As an investment adviser I am often the first person to bring to the attention of senior management and the boards of directors about the various ethical and legal problems that are occurring within the organization. One of my most favorite cases that has been cited in many law journals, as well as in media reports, involve conflicts of interest that have come about due to the investment adviser having contact with certain clients. This article discusses the Employment Practices Act, Investment Adviser Law, and Whistleblower Protection Rule, which were primarily responsible for exposing these unethical behaviors.
As an investment adviser I am very aware of the regulatory compliance requirements that we must meet. I am also very concerned when my client is not receiving the full benefits of their investment because of some unethical actions by the investment adviser. I see these acts as a violation of our clients right to receive a fair return on their investment.
There are a few different types of regulatory compliance that all investment advisers must adhere to. First, each of us must make a good faith effort to provide a competent and appropriate advice to our clients. Second, we must make certain that any advice that we provide is based on information that we have deemed appropriate and reliable. Finally, all of us must maintain records that clearly show that we met all of our obligations in regards to our investment advice and investment recommendations to our clients. These records are referred to as Disclosure Documents or Disclosures.
In terms of the Employment Practices Act it states that all employment practices must be in a non discriminatory manner. This means that an employer may not make hiring decisions based on race, color, nationality, religion, age, sex, or disability. Also, they may not ask questions about an applicant's citizenship status or require potential employees to falsify their immigration or legal records. An investment adviser who engages in illegal activities or engages in discrimination may be subject to disciplinary action or even be fired.
According to the Investment Adviser Law on Whistleblower, an investment adviser who brings forth false information or advice in the course of his or her professional duties may be subjected to criminal prosecution. In addition to being subjected to legal action, the person could also find themselves on the witness stand in a civil court proceedings. The law also provides an investment adviser who obtains private information for their own private purposes with a statutory duty to protect such information. For MAH Advising
, if an investment adviser breaks the law by trying to recruit clients using non-lawyers, they may face criminal fines and be required to pay damages. In some instances, the law on whistle blowing provides protection to the adviser as well as the client.
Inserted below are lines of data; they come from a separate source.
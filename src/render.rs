//! Element renderers. A [Renderer] turns one element of a sequence into text.
//!
//! Elements that implement [Display] are rendered by [Native]. Any other element type must be
//! given a closure; leaving it out is rejected by the type checker. When the renderer is only
//! known at runtime, [RendererSlot] defers that check to the print call and reports
//! [FormatError::MissingRenderer].

use std::fmt;
use std::fmt::Display;

use crate::error::FormatError;

pub trait Renderer<T> {
    /// Writes the textual form of `element` to `out`.
    fn render(&self, element: T, out: &mut dyn fmt::Write) -> Result<(), FormatError>;

    /// Whether this renderer can produce output at all. Checked once before anything is
    /// written, so a missing renderer never leaves a half-printed sequence behind.
    fn is_ready(&self) -> bool {
        true
    }
}

/// Renders elements through their [Display] implementation.
#[derive(Debug, Default, Clone, Copy, PartialEq, Eq)]
pub struct Native;

impl<T: Display> Renderer<T> for Native {
    fn render(&self, element: T, out: &mut dyn fmt::Write) -> Result<(), FormatError> {
        write!(out, "{element}")?;
        Ok(())
    }
}

impl<T, F> Renderer<T> for F
where
    F: Fn(T) -> String,
{
    fn render(&self, element: T, out: &mut dyn fmt::Write) -> Result<(), FormatError> {
        out.write_str(&self(element))?;
        Ok(())
    }
}

/// A renderer for `&X` elements that is configured (or cleared) at runtime. The stored function
/// accepts an element borrow of any lifetime, so containers printed through the slot only need
/// to live for the print call.
pub struct RendererSlot<'a, X: ?Sized> {
    func: Option<BoxedRenderer<'a, X>>,
}

pub type BoxedRenderer<'a, X> = Box<dyn Fn(&X) -> String + 'a>;

impl<'a, X: ?Sized> RendererSlot<'a, X> {
    pub fn empty() -> Self {
        Self { func: None }
    }

    pub fn new(func: impl Fn(&X) -> String + 'a) -> Self {
        Self {
            func: Some(Box::new(func)),
        }
    }

    pub fn set(&mut self, func: impl Fn(&X) -> String + 'a) {
        self.func = Some(Box::new(func));
    }

    pub fn clear(&mut self) -> Option<BoxedRenderer<'a, X>> {
        self.func.take()
    }

    pub fn is_set(&self) -> bool {
        self.func.is_some()
    }
}

impl<X: ?Sized> Default for RendererSlot<'_, X> {
    fn default() -> Self {
        Self::empty()
    }
}

impl<X: ?Sized> fmt::Debug for RendererSlot<'_, X> {
    fn fmt(&self, f: &mut fmt::Formatter<'_>) -> fmt::Result {
        f.debug_struct("RendererSlot")
            .field("set", &self.is_set())
            .finish()
    }
}

impl<'e, X: ?Sized> Renderer<&'e X> for RendererSlot<'_, X> {
    fn render(&self, element: &'e X, out: &mut dyn fmt::Write) -> Result<(), FormatError> {
        let func = self.func.as_ref().ok_or(FormatError::MissingRenderer)?;
        out.write_str(&func(element))?;
        Ok(())
    }

    fn is_ready(&self) -> bool {
        self.func.is_some()
    }
}

#[cfg(test)]
mod tests {
    use super::*;

    fn render_to_string<T>(
        renderer: &impl Renderer<T>,
        element: T,
    ) -> Result<String, FormatError> {
        let mut out = String::new();
        renderer.render(element, &mut out)?;
        Ok(out)
    }

    #[test]
    fn native_uses_display() {
        assert_eq!("42", render_to_string(&Native, 42).unwrap());
        assert_eq!("x", render_to_string(&Native, &"x").unwrap());
        assert!(Renderer::<u8>::is_ready(&Native));
    }

    #[test]
    fn closure_with_captured_context() {
        let unit = "kg";
        let renderer = |mass: &f64| format!("{mass:.1}{unit}");
        assert_eq!("2.5kg", render_to_string(&renderer, &2.5).unwrap());
    }

    #[test]
    fn closure_for_type_without_display() {
        struct Opaque(u32);
        let renderer = |opaque: &Opaque| format!("#{}", opaque.0);
        assert_eq!("#7", render_to_string(&renderer, &Opaque(7)).unwrap());
    }

    #[test]
    fn empty_slot_fails() {
        let slot: RendererSlot<u32> = RendererSlot::empty();
        assert!(!Renderer::<&u32>::is_ready(&slot));
        assert!(matches!(
            render_to_string(&slot, &1u32),
            Err(FormatError::MissingRenderer)
        ));
    }

    #[test]
    fn slot_set_and_clear() {
        let mut slot: RendererSlot<u32> = RendererSlot::default();
        slot.set(|value| format!("<{value}>"));
        assert!(slot.is_set());
        assert_eq!("<3>", render_to_string(&slot, &3u32).unwrap());

        assert!(slot.clear().is_some());
        assert!(!slot.is_set());
        assert!(slot.clear().is_none());
    }

    #[test]
    fn slot_debug() {
        let slot: RendererSlot<u32> = RendererSlot::new(|value: &u32| value.to_string());
        assert_eq!("RendererSlot { set: true }", format!("{slot:?}"));
    }

    #[test]
    fn slot_accepts_borrows_of_any_lifetime() {
        let slot: RendererSlot<str> = RendererSlot::new(|word: &str| word.len().to_string());
        for round in 0..3 {
            let word = "x".repeat(round);
            assert_eq!(round.to_string(), render_to_string(&slot, word.as_str()).unwrap());
        }
    }
}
It should be noted however, that there are many instances in which the employment of an investment adviser may not necessarily be covered by the employment law on whistleblower. For example, an investment adviser may engage in trade in securities or futures but not be considered an investment adviser. In such cases, the person would need to have engaged in investment advising services for the employer or the entity for which they work for to be found fit to be an employment adviser. In addition, there are some professions such as the banking industry that do not require an investment adviser to have a law degree. This is due to the fact that the profession requires individuals to have certain attributes such as money management skills.